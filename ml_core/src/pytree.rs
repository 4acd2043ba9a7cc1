use std::collections::BTreeMap;

use crate::{
    tensor::{self, Tensor, TensorMap},
    MlError, Result,
};

/// A structured value whose array leaves can be taken apart and put back together.
///
/// Strategies never look inside a state: they move it between placements by
/// transforming its leaves and rebuilding it with the original structure.
pub trait Pytree: Sized {
    /// Returns every leaf, in a deterministic order.
    fn flatten(&self) -> Vec<Tensor>;

    /// Rebuilds a value with the structure of `self`, consuming `leaves` in
    /// [`Pytree::flatten`] order. Non-leaf fields are copied from `self`.
    ///
    /// # Errors
    /// Returns `MlError::InvalidInput` if `leaves` runs out.
    fn unflatten(&self, leaves: &mut dyn Iterator<Item = Tensor>) -> Result<Self>;
}

/// Takes the next leaf out of `leaves`.
pub fn next_leaf(leaves: &mut dyn Iterator<Item = Tensor>) -> Result<Tensor> {
    leaves
        .next()
        .ok_or_else(|| MlError::InvalidInput("pytree ran out of leaves".into()))
}

/// Rebuilds `template`'s structure from exactly `leaves`.
///
/// # Errors
/// Returns `MlError::SizeMismatch` if the leaf count differs from the template's.
pub fn rebuild<T: Pytree>(template: &T, leaves: Vec<Tensor>) -> Result<T> {
    let expected = template.flatten().len();
    if leaves.len() != expected {
        return Err(MlError::SizeMismatch {
            what: "pytree leaves",
            got: leaves.len(),
            expected,
        });
    }

    template.unflatten(&mut leaves.into_iter())
}

/// Applies `f` to every leaf of `tree`.
pub fn map_leaves<T, F>(tree: &T, f: F) -> Result<T>
where
    T: Pytree,
    F: FnMut(&Tensor) -> Result<Tensor>,
{
    let leaves = tree.flatten().iter().map(f).collect::<Result<Vec<_>>>()?;
    rebuild(tree, leaves)
}

/// Stacks structurally identical trees leaf by leaf along a new leading axis.
///
/// The first tree provides the non-leaf fields of the result.
pub fn stack_trees<T: Pytree>(trees: &[T]) -> Result<T> {
    let Some(template) = trees.first() else {
        return Err(MlError::InvalidInput("cannot stack zero trees".into()));
    };

    let flat: Vec<Vec<Tensor>> = trees.iter().map(Pytree::flatten).collect();
    let n = flat[0].len();
    if let Some(bad) = flat.iter().find(|leaves| leaves.len() != n) {
        return Err(MlError::SizeMismatch {
            what: "pytree leaves",
            got: bad.len(),
            expected: n,
        });
    }

    let stacked = (0..n)
        .map(|i| {
            let column: Vec<Tensor> = flat.iter().map(|leaves| leaves[i].clone()).collect();
            tensor::stack(&column)
        })
        .collect::<Result<Vec<_>>>()?;

    rebuild(template, stacked)
}

/// The shape of every leaf, in flatten order.
pub fn leaf_shapes<T: Pytree>(tree: &T) -> Vec<Vec<usize>> {
    tree.flatten().iter().map(|t| t.shape().to_vec()).collect()
}

impl Pytree for Tensor {
    fn flatten(&self) -> Vec<Tensor> {
        vec![self.clone()]
    }

    fn unflatten(&self, leaves: &mut dyn Iterator<Item = Tensor>) -> Result<Self> {
        next_leaf(leaves)
    }
}

impl Pytree for TensorMap {
    fn flatten(&self) -> Vec<Tensor> {
        self.iter().map(|(_, t)| t.clone()).collect()
    }

    fn unflatten(&self, leaves: &mut dyn Iterator<Item = Tensor>) -> Result<Self> {
        self.keys()
            .map(|name| Ok((name.to_string(), next_leaf(leaves)?)))
            .collect()
    }
}

impl<T: Pytree> Pytree for Option<T> {
    fn flatten(&self) -> Vec<Tensor> {
        self.as_ref().map(Pytree::flatten).unwrap_or_default()
    }

    fn unflatten(&self, leaves: &mut dyn Iterator<Item = Tensor>) -> Result<Self> {
        self.as_ref().map(|inner| inner.unflatten(leaves)).transpose()
    }
}

impl<T: Pytree> Pytree for BTreeMap<String, T> {
    fn flatten(&self) -> Vec<Tensor> {
        self.values().flat_map(Pytree::flatten).collect()
    }

    fn unflatten(&self, leaves: &mut dyn Iterator<Item = Tensor>) -> Result<Self> {
        self.iter()
            .map(|(name, value)| Ok((name.clone(), value.unflatten(leaves)?)))
            .collect()
    }
}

------------------------------------------------------------

▶ [Problem to work on] Output the records once more, exactly as they stand.

▶ [Solution for this exercise]
filename ml_core/src/pytree.rs
repository 4acd2043ba9a7cc1
use std::collections::BTreeMap;

use crate::{
    tensor::{self, Tensor, TensorMap},
    MlError, Result,
};

/// A structured value whose array leaves can be taken apart and put back together.
///
/// Strategies never look inside a state: they move it between placements by
/// transforming its leaves and rebuilding it with the original structure.
pub trait Pytree: Sized {
    /// Returns every leaf, in a deterministic order.
    fn flatten(&self) -> Vec<Tensor>;

    /// Rebuilds a value with the structure of `self`, consuming `leaves` in
    /// [`Pytree::flatten`] order. Non-leaf fields are copied from `self`.
    ///
    /// # Errors
    /// Returns `MlError::InvalidInput` if `leaves` runs out.
    fn unflatten(&self, leaves: &mut dyn Iterator<Item = Tensor>) -> Result<Self>;
}

/// Takes the next leaf out of `leaves`.
pub fn next_leaf(leaves: &mut dyn Iterator<Item = Tensor>) -> Result<Tensor> {
    leaves
        .next()
        .ok_or_else(|| MlError::InvalidInput("pytree ran out of leaves".into()))
}

/// Rebuilds `template`'s structure from exactly `leaves`.
///
/// # Errors
/// Returns `MlError::SizeMismatch` if the leaf count differs from the template's.
pub fn rebuild<T: Pytree>(template: &T, leaves: Vec<Tensor>) -> Result<T> {
    let expected = template.flatten().len();
    if leaves.len() != expected {
        return Err(MlError::SizeMismatch {
            what: "pytree leaves",
            got: leaves.len(),
            expected,
        });
    }

    template.unflatten(&mut leaves.into_iter())
}

/// Applies `f` to every leaf of `tree`.
pub fn map_leaves<T, F>(tree: &T, f: F) -> Result<T>
where
    T: Pytree,
    F: FnMut(&Tensor) -> Result<Tensor>,
{
    let leaves = tree.flatten().iter().map(f).collect::<Result<Vec<_>>>()?;
    rebuild(tree, leaves)
}

/// Stacks structurally identical trees leaf by leaf along a new leading axis.
///
/// The first tree provides the non-leaf fields of the result.
pub fn stack_trees<T: Pytree>(trees: &[T]) -> Result<T> {
    let Some(template) = trees.first() else {
        return Err(MlError::InvalidInput("cannot stack zero trees".into()));
    };

    let flat: Vec<Vec<Tensor>> = trees.iter().map(Pytree::flatten).collect();
    let n = flat[0].len();
    if let Some(bad) = flat.iter().find(|leaves| leaves.len() != n) {
        return Err(MlError::SizeMismatch {
            what: "pytree leaves",
            got: bad.len(),
            expected: n,
        });
    }

    let stacked = (0..n)
        .map(|i| {
            let column: Vec<Tensor> = flat.iter().map(|leaves| leaves[i].clone()).collect();
            tensor::stack(&column)
        })
        .collect::<Result<Vec<_>>>()?;

    rebuild(template, stacked)
}

/// The shape of every leaf, in flatten order.
pub fn leaf_shapes<T: Pytree>(tree: &T) -> Vec<Vec<usize>> {
    tree.flatten().iter().map(|t| t.shape().to_vec()).collect()
}

impl Pytree for Tensor {
    fn flatten(&self) -> Vec<Tensor> {
        vec![self.clone()]
    }

    fn unflatten(&self, leaves: &mut dyn Iterator<Item = Tensor>) -> Result<Self> {
        next_leaf(leaves)
    }
}

impl Pytree for TensorMap {
    fn flatten(&self) -> Vec<Tensor> {
        self.iter().map(|(_, t)| t.clone()).collect()
    }

    fn unflatten(&self, leaves: &mut dyn Iterator<Item = Tensor>) -> Result<Self> {
        self.keys()
            .map(|name| Ok((name.to_string(), next_leaf(leaves)?)))
            .collect()
    }
}

impl<T: Pytree> Pytree for Option<T> {
    fn flatten(&self) -> Vec<Tensor> {
        self.as_ref().map(Pytree::flatten).unwrap_or_default()
    }

    fn unflatten(&self, leaves: &mut dyn Iterator<Item = Tensor>) -> Result<Self> {
        self.as_ref().map(|inner| inner.unflatten(leaves)).transpose()
    }
}

impl<T: Pytree> Pytree for BTreeMap<String, T> {
    fn flatten(&self) -> Vec<Tensor> {
        self.values().flat_map(Pytree::flatten).collect()
    }

    fn unflatten(&self, leaves: &mut dyn Iterator<Item = Tensor>) -> Result<Self> {
        self.iter()
            .map(|(name, value)| Ok((name.clone(), value.unflatten(leaves)?)))
            .collect()
    }
}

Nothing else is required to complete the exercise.